*** Data provided Section Begins ***
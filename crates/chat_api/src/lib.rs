//! Transport primitives for the streaming chat endpoint.
//!
//! This crate owns the NDJSON wire format on both sides of the connection:
//! encoding provider events into line-delimited frames at the gateway, and
//! incrementally decoding/interpreting those frames on the client. It also
//! carries the streaming HTTP client, the request payload shapes, and the
//! error-body contract. It intentionally contains no UI state and no
//! persistence coupling.
//!
//! The interpreter is the single tolerance point for malformed server
//! payloads; everything downstream of it may assume well-formed input.

pub mod client;
pub mod config;
pub mod encode;
pub mod error;
pub mod ndjson;
pub mod payload;

pub use client::ChatApiClient;
pub use config::{ChatApiConfig, DEFAULT_CHAT_ENDPOINT};
pub use encode::{encode_event, frame_stream, ProviderDelta, ProviderEvent};
pub use error::{
    empty_request_response, parse_error_message, upstream_error_response, ChatApiError, ErrorBody,
};
pub use ndjson::{interpret_line, FrameDecoder};
pub use payload::{ChatRequest, SystemPrompt, DEFAULT_SYSTEM_PROMPT, ERROR_MESSAGE_PREFIX};

pub use reqwest::StatusCode;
*** Data provided Section Ends ***
→ **Activity**:
Please give all the entries above again, exactly as they stand.

→ **Response to the task**:
filename crates/chat_api/src/lib.rs
//! Transport primitives for the streaming chat endpoint.
//!
//! This crate owns the NDJSON wire format on both sides of the connection:
//! encoding provider events into line-delimited frames at the gateway, and
//! incrementally decoding/interpreting those frames on the client. It also
//! carries the streaming HTTP client, the request payload shapes, and the
//! error-body contract. It intentionally contains no UI state and no
//! persistence coupling.
//!
//! The interpreter is the single tolerance point for malformed server
//! payloads; everything downstream of it may assume well-formed input.

pub mod client;
pub mod config;
pub mod encode;
pub mod error;
pub mod ndjson;
pub mod payload;

pub use client::ChatApiClient;
pub use config::{ChatApiConfig, DEFAULT_CHAT_ENDPOINT};
pub use encode::{encode_event, frame_stream, ProviderDelta, ProviderEvent};
pub use error::{
    empty_request_response, parse_error_message, upstream_error_response, ChatApiError, ErrorBody,
};
pub use ndjson::{interpret_line, FrameDecoder};
pub use payload::{ChatRequest, SystemPrompt, DEFAULT_SYSTEM_PROMPT, ERROR_MESSAGE_PREFIX};

pub use reqwest::StatusCode;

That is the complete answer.